Kelly plans to give his patients “plenty of attention and state of the art surgeries.”

“I take care of nerve, tendon, trauma, sports, muscle, and reconstructive surgery,” he said. “I work from shoulder to fingertips and from hip to toes.”

In addition to orthopedic surgery, he is a doctor of osteopathic medicine.

“We are an M.D. and chiropractor combined,” he said, explaining the difference between a medical doctor and a doctor of osteopathic medicine.

“We treat the body and the structure and function and use that to help heal,” he said. “It is structure-function interrelated.”

The 45-year-old surgeon said he decided he wanted to be a doctor when in the early 1970s his father had a hip replacement done “with a lot of complications.”

“I just wanted to make him feel better,” Kelly said, adding, “I’ve always wanted to be a doctor.”

Kelly was born in Roswell, N.M., and raised in Dallas, he said.

According to Lori Messenger, spokeswoman for Woodward Regional Hospital, he attended Kirksville College of Osteopathic Medicine in Kirksville, Mo., and completed his residency at the University of Health Sciences -- College of Osteopathic Medicine in Kansas City, Mo.

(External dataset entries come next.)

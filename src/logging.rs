//! Tracing subscriber setup

use tracing_subscriber::EnvFilter;

/// Install a formatted tracing subscriber filtered by `RUST_LOG` (default `info`).
///
/// Returns `false` if a global subscriber was already installed.
pub fn init_tracing() -> bool {
    let filter = EnvFilter::try_from_default_env().unwrap_or_else(|_| EnvFilter::new("info"));
    tracing_subscriber::fmt()
        .with_env_filter(filter)
        .with_target(false)
        .try_init()
        .is_ok()
}

#[cfg(test)]
mod tests {
    use super::*;

    #[test]
    fn test_init_is_idempotent() {
        init_tracing();
        assert!(!init_tracing());
    }
}
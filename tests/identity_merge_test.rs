//! Identity merge under concurrency
//!
//! Sign-ins racing for the same identity must end with exactly one linked
//! subject holding the union of everybody's history.

use std::sync::Arc;
use std::thread;

use splitdb::model::{IdentityId, RequestContext};
use splitdb::SplitStore;

#[test]
fn test_concurrent_sign_ins_converge_on_one_subject() {
    let store = Arc::new(SplitStore::new());
    store.declare("exp", ["a", "b"]).unwrap();
    let identity = IdentityId::new("shared-user");

    let anonymous: Vec<_> = (0..8)
        .map(|i| {
            let s = store.create_subject().id();
            store
                .record(s, &format!("goal-{i}"), RequestContext::empty(), None)
                .unwrap();
            store.enroll_as_variant("exp", s, if i % 2 == 0 { "a" } else { "b" }).unwrap();
            s
        })
        .collect();

    let handles: Vec<_> = anonymous
        .iter()
        .map(|&subject| {
            let store = Arc::clone(&store);
            let identity = identity.clone();
            thread::spawn(move || store.adopt_identity(Some(subject), &identity).unwrap())
        })
        .collect();
    let bound: Vec<_> = handles.into_iter().map(|h| h.join().unwrap()).collect();

    assert!(bound.windows(2).all(|w| w[0] == w[1]));
    let winner = bound[0];
    assert_eq!(store.subject_count(), 1);
    assert_eq!(store.subject_for_identity(&identity).unwrap().id(), winner);
    assert_eq!(store.goal_records_for(winner).len(), 8);
    assert_eq!(
        store.enrollment_count("exp", "a") + store.enrollment_count("exp", "b"),
        1
    );
}

#[test]
fn test_concurrent_merges_of_same_source() {
    let store = Arc::new(SplitStore::new());
    let source = store.create_subject().id();
    let target = store.create_subject().id();
    for goal in ["viewed", "clicked", "paid"] {
        store.record(source, goal, RequestContext::empty(), None).unwrap();
    }

    let handles: Vec<_> = (0..4)
        .map(|_| {
            let store = Arc::clone(&store);
            thread::spawn(move || store.merge(source, target).unwrap())
        })
        .collect();
    let moved: usize = handles
        .into_iter()
        .map(|h| h.join().unwrap().goals_moved)
        .sum();

    assert_eq!(moved, 3);
    assert!(!store.subject_exists(source));
    assert_eq!(store.goal_records_for(target).len(), 3);
}

#[test]
fn test_record_identity_goal_reuses_promoted_subject() {
    let store = SplitStore::new();
    let identity = IdentityId::new("returning");
    let subject = store.create_subject().id();
    store.adopt_identity(Some(subject), &identity).unwrap();

    let record = store.record_identity_goal(&identity, "renewed").unwrap();

    assert_eq!(record.subject(), subject);
    assert!(record.context().referrer().is_none());
}
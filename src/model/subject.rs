//! Subject - one experimental participant, anonymous or identified

use std::fmt;

use chrono::{DateTime, Utc};
use serde::{Deserialize, Serialize};

/// Opaque subject identifier, allocated by the store.
#[derive(Debug, Clone, Copy, PartialEq, Eq, PartialOrd, Ord, Hash, Serialize, Deserialize)]
#[serde(transparent)]
pub struct SubjectId(u64);

impl SubjectId {
    /// Wrap a raw identifier.
    #[must_use]
    pub const fn new(raw: u64) -> Self {
        Self(raw)
    }

    /// Raw numeric value.
    #[must_use]
    pub const fn get(self) -> u64 {
        self.0
    }
}

impl fmt::Display for SubjectId {
    fn fmt(&self, f: &mut fmt::Formatter<'_>) -> fmt::Result {
        write!(f, "#{}", self.0)
    }
}

/// Stable identifier of an authenticated user, supplied by the host application.
#[derive(Debug, Clone, PartialEq, Eq, PartialOrd, Ord, Hash, Serialize, Deserialize)]
#[serde(transparent)]
pub struct IdentityId(String);

impl IdentityId {
    /// Wrap an identifier from the authentication layer.
    #[must_use]
    pub fn new(raw: impl Into<String>) -> Self {
        Self(raw.into())
    }

    /// Borrow the raw identifier.
    #[must_use]
    pub fn as_str(&self) -> &str {
        &self.0
    }
}

impl fmt::Display for IdentityId {
    fn fmt(&self, f: &mut fmt::Formatter<'_>) -> fmt::Result {
        f.write_str(&self.0)
    }
}

/// Subject record.
///
/// Owns goal records and enrollments through the store's indexes. A subject
/// is linked to at most one identity, and each identity to at most one subject.
#[derive(Debug, Clone, Serialize, Deserialize, PartialEq, Eq)]
pub struct Subject {
    id: SubjectId,
    created_at: DateTime<Utc>,
    identity: Option<IdentityId>,
}

impl Subject {
    /// Create an anonymous subject with the current timestamp.
    #[must_use]
    pub fn new(id: SubjectId) -> Self {
        Self {
            id,
            created_at: Utc::now(),
            identity: None,
        }
    }

    /// Get the subject ID.
    #[must_use]
    pub const fn id(&self) -> SubjectId {
        self.id
    }

    /// Get the creation timestamp.
    #[must_use]
    pub const fn created_at(&self) -> DateTime<Utc> {
        self.created_at
    }

    /// Get the linked identity, if the subject has been promoted.
    #[must_use]
    pub const fn identity(&self) -> Option<&IdentityId> {
        self.identity.as_ref()
    }

    /// Whether the subject is still anonymous.
    #[must_use]
    pub const fn is_anonymous(&self) -> bool {
        self.identity.is_none()
    }

    pub(crate) fn link(&mut self, identity: IdentityId) {
        self.identity = Some(identity);
    }
}

impl fmt::Display for Subject {
    fn fmt(&self, f: &mut fmt::Formatter<'_>) -> fmt::Result {
        let prefix = if self.is_anonymous() {
            "anonymous"
        } else {
            "registered"
        };
        write!(f, "{prefix} subject {}", self.id)
    }
}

Before attending medical school in Kirksville, he received premedical training in Athens, Ohio.

Kelly completed a fellowship at Panorama Orthopedics in Denver, Colo., and is board certified in orthopedic surgery, she said.

Kelly said he has practiced in Dallas, San Angelo, Texas, and Wichita Falls, Texas.

He chose to move to Woodward, he said, because he knew two of the nurses who work at Woodward Regional Hospital from previous practices and because he “liked the people.”

He is employed by the hospital and does not have a private practice.

“I think that (strictly being employed by the hospital) is the trend of the future,” he said, “because we won’t be able to do (private practice) economically before too long.”